KPK mempersilakan jika ada pihak yang keberatan dengan kehadiran Firli di Jayapura bertemu langsung dengan Lukas yang berstatus tersangka. Namun, Ali memastikan lembaganya tidak akan melanggar aturan dalam melakukan kerja pemberantasan korupsi.

"Kami tidak ingin melanggar proses-proses ketentuan hukum yang berlaku di dalam penegakan hukum itu sendiri," ujarnya.
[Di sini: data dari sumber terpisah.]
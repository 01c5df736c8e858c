//! Credential models: redacted secrets, the stored credential pair, and login/refresh payloads.

pub mod credentials;
pub mod secret;

pub use credentials::*;
pub use secret::*;
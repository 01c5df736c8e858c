//! Secure token secret wrapper that redacts sensitive material.

// self
use crate::_prelude::*;

/// Redacted token secret wrapper keeping sensitive material out of logs.
#[derive(Clone, PartialEq, Eq, Serialize, Deserialize)]
#[serde(transparent)]
pub struct TokenSecret(String);
impl TokenSecret {
	/// Wraps a new secret string.
	pub fn new(value: impl Into<String>) -> Self {
		Self(value.into())
	}

	/// Returns the inner token value. Callers must avoid logging this string.
	pub fn expose(&self) -> &str {
		&self.0
	}

	/// Formats the secret as an `Authorization` header value.
	pub fn bearer(&self) -> String {
		format!("Bearer {}", self.0)
	}
}
impl AsRef<str> for TokenSecret {
	fn as_ref(&self) -> &str {
		self.expose()
	}
}
impl Debug for TokenSecret {
	fn fmt(&self, f: &mut Formatter) -> FmtResult {
		f.debug_tuple("TokenSecret").field(&"<redacted>").finish()
	}
}
impl Display for TokenSecret {
	fn fmt(&self, f: &mut Formatter) -> FmtResult {
		f.write_str("<redacted>")
	}
}
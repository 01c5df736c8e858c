//! Navigation hook fired when authentication is irrecoverably lost.

/// Sends the user back to the sign-in screen.
///
/// The client calls [`LoginRedirect::redirect_to_login`] exactly once per call that ends
/// unauthenticated, and on explicit logout. Closures implement the trait directly:
///
/// ```
/// use tokkatot_client::navigation::LoginRedirect;
///
/// let redirect = || eprintln!("Session expired, please sign in again.");
///
/// redirect.redirect_to_login();
/// ```
pub trait LoginRedirect
where
	Self: Send + Sync,
{
	/// Performs the redirect side effect.
	fn redirect_to_login(&self);
}
impl<F> LoginRedirect for F
where
	F: Fn() + Send + Sync,
{
	fn redirect_to_login(&self) {
		self()
	}
}

#[cfg(test)]
mod tests {
	// std
	use std::sync::{
		Arc,
		atomic::{AtomicUsize, Ordering},
	};
	// self
	use super::*;

	#[test]
	fn closures_act_as_redirects() {
		let hits = Arc::new(AtomicUsize::new(0));
		let counter = hits.clone();
		let redirect: Arc<dyn LoginRedirect> = Arc::new(move || {
			counter.fetch_add(1, Ordering::SeqCst);
		});

		redirect.redirect_to_login();

		assert_eq!(hits.load(Ordering::SeqCst), 1);
	}
}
Diberitakan sebelumnya, Masyarakat Antikorupsi Indonesia (MAKI) menilai pertemuan Firli dan Lukas Enembe tak bisa dibenarkan. Eks Deputi Penindakan KPK itu dianggap melanggar Pasal 36 UU KPK Nomor 19 Tahun 2019 yang melarang Pimpinan KPK bertemu dengan tersangka.

"Alasan menjalankan tugas tidak dapat dijadikan alasan Pimpinan KPK bertemu tersangka baik terbuka atau tertutup berdasar Pasal 36 UU KPK," kata Koordinator MAKI Boyamin Saiman kepada wartawan, Selasa, 8 November.

Adapun pertemuan Firli dan Lukas itu terjadi pada Kamis, 3 November. Saat itu, dia dan tim dokter dari KPK dan Pengurus Besar Ikatan Dokter Indonesia (PB IDI) bersama penyidik mendatangi kediaman Gubernur Papua tersebut di Jayapura.

Dalam lawatan itu, Lukas sempat menjalani pemeriksaan. Hanya saja, kegiatan ini berlangsung sebentar karena dia sakit dan sempat dicek oleh tim dokter.